Required work
Please say how many lines in the records contain the word "ConnectionState", giving only the number.

(Saved entries)
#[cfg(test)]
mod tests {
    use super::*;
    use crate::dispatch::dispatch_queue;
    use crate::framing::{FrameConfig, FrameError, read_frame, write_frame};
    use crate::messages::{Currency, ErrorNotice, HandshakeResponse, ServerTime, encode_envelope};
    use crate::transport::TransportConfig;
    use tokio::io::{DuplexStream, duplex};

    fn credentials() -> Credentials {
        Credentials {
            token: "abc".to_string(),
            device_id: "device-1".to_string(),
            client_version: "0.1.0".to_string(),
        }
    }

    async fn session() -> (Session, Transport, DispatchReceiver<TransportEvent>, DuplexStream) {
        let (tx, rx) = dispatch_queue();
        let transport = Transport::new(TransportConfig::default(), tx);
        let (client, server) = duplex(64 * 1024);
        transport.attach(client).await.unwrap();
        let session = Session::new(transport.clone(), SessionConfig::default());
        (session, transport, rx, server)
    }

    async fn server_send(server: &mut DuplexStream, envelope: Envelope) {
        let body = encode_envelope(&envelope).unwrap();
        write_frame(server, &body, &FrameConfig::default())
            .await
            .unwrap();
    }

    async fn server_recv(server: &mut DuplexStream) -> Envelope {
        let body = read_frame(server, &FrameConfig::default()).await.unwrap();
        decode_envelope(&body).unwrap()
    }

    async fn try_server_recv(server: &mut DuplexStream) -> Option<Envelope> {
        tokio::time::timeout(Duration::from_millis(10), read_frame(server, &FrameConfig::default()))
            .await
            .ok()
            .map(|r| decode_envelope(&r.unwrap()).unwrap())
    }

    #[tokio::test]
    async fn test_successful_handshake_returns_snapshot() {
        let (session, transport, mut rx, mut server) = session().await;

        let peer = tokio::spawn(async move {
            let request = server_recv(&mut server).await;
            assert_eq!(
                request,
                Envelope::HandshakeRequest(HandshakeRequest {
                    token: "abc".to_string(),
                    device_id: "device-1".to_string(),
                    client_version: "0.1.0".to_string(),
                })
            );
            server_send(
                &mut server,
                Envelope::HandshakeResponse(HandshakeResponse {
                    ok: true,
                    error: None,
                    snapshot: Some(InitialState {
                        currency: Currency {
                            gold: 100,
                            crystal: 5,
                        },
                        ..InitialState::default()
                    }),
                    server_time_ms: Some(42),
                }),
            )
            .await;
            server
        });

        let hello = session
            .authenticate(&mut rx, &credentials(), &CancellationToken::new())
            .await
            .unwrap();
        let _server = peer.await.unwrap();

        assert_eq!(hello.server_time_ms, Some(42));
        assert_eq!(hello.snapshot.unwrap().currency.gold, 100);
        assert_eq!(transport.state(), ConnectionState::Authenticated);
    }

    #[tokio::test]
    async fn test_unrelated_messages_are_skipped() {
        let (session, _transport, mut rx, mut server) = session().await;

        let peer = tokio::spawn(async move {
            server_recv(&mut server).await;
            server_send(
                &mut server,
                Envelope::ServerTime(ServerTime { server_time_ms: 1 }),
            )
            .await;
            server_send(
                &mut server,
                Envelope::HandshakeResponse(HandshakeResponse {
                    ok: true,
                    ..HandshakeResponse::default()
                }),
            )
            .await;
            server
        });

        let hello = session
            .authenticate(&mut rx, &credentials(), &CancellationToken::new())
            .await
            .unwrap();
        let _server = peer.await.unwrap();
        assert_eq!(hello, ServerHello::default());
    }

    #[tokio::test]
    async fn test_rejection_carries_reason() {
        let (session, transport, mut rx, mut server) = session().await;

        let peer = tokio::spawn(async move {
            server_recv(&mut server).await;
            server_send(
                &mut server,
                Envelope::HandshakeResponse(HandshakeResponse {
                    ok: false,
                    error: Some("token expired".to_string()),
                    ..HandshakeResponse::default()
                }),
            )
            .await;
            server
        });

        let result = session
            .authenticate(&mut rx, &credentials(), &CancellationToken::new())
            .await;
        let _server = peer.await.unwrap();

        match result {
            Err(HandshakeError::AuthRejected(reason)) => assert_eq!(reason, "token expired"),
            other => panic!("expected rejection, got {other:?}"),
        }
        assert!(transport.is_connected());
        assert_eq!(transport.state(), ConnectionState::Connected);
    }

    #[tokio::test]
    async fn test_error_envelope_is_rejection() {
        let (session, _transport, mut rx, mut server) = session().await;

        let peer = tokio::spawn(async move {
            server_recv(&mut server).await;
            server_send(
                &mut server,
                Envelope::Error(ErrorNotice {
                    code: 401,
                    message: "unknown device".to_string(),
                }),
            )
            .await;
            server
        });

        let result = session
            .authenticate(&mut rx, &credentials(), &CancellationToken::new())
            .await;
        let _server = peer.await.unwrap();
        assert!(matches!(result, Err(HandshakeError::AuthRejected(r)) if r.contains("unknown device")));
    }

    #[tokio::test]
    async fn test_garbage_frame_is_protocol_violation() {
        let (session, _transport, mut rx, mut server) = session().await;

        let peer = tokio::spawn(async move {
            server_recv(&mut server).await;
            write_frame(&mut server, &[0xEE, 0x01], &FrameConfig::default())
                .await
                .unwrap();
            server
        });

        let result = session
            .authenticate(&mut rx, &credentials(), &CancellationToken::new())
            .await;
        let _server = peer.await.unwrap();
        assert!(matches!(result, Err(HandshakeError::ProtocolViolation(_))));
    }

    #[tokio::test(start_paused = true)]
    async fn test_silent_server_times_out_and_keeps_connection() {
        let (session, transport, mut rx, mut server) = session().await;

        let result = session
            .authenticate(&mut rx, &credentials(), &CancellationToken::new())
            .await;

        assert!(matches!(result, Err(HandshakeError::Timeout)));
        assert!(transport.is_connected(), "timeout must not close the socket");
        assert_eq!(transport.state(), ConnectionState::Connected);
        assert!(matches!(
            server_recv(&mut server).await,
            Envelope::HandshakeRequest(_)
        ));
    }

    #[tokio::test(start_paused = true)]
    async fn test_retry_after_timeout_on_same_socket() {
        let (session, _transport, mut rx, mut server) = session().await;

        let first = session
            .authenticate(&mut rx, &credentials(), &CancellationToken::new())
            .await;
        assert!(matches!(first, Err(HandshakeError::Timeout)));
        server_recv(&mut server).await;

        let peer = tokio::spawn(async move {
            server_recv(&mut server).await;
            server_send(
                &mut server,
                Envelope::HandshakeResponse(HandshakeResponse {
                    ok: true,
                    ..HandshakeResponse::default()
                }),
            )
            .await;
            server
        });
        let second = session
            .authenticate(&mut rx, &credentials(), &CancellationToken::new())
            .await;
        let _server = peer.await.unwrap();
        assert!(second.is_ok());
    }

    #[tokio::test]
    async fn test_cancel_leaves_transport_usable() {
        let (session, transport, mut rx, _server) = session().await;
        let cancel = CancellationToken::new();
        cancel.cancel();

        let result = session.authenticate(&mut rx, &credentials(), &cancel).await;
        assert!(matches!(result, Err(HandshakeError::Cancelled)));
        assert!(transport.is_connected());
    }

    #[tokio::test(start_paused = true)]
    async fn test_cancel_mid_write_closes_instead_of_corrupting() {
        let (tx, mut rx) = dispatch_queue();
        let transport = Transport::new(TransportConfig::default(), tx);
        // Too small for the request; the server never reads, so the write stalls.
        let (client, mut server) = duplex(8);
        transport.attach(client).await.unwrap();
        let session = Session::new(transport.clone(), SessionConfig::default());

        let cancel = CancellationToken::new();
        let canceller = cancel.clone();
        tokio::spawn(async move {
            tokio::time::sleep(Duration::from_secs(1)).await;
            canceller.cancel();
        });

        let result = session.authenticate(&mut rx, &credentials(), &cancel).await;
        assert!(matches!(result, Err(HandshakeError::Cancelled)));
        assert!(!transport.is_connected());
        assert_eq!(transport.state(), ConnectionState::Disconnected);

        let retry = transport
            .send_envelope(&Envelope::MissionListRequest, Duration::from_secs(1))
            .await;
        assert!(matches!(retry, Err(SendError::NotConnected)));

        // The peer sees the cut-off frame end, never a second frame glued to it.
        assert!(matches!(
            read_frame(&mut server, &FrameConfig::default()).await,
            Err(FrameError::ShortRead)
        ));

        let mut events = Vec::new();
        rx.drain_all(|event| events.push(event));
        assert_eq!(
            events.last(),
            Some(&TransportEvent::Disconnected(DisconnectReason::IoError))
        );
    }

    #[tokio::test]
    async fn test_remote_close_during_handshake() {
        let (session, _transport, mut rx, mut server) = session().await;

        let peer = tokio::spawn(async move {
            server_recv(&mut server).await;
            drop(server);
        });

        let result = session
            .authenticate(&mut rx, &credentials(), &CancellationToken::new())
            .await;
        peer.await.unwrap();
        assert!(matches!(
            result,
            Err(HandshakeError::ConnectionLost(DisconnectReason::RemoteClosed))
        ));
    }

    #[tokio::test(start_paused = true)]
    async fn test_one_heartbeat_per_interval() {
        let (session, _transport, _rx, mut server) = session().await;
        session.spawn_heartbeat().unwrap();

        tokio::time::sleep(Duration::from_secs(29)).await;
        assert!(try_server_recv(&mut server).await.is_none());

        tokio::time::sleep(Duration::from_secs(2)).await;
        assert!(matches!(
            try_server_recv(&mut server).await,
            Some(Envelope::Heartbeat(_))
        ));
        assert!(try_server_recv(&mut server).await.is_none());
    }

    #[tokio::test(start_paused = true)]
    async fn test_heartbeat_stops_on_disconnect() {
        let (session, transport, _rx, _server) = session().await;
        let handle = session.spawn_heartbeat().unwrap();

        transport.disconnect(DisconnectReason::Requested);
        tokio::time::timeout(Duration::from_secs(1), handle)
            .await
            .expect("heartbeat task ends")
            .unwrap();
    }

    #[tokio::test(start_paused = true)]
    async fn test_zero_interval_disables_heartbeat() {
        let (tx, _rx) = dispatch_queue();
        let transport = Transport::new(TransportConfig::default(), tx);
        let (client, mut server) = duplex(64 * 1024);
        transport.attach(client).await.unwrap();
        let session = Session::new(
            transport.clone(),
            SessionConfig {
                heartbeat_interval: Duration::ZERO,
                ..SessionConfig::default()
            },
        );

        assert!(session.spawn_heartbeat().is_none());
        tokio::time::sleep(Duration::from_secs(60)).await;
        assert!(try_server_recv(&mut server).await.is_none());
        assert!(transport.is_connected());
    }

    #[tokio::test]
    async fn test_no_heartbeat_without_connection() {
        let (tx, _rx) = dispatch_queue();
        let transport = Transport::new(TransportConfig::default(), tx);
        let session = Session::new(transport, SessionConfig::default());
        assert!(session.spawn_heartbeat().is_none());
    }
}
---
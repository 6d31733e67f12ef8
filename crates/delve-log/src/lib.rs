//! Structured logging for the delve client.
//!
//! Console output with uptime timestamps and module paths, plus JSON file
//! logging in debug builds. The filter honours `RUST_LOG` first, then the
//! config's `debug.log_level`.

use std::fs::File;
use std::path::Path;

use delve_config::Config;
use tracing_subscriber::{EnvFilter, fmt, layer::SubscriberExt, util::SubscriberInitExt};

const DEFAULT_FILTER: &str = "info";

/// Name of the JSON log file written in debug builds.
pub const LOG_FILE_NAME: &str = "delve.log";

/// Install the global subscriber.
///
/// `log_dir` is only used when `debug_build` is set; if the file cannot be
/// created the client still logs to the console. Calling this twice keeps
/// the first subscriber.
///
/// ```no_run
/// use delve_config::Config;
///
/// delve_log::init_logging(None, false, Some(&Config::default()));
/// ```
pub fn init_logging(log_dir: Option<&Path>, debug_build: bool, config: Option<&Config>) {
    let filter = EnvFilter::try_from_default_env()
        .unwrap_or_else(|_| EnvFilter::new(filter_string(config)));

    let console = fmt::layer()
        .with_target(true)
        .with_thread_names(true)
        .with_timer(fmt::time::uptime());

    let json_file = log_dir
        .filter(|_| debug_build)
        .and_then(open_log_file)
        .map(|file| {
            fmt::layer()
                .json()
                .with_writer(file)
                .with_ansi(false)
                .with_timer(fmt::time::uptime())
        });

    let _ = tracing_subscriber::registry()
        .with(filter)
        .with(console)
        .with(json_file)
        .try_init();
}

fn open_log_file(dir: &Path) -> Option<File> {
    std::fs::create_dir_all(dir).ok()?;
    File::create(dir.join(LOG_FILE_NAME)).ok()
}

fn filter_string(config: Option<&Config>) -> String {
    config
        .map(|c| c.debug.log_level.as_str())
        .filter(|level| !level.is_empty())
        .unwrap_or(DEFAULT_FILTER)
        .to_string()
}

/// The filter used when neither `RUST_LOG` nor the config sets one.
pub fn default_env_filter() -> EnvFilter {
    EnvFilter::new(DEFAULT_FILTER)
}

Completed task
4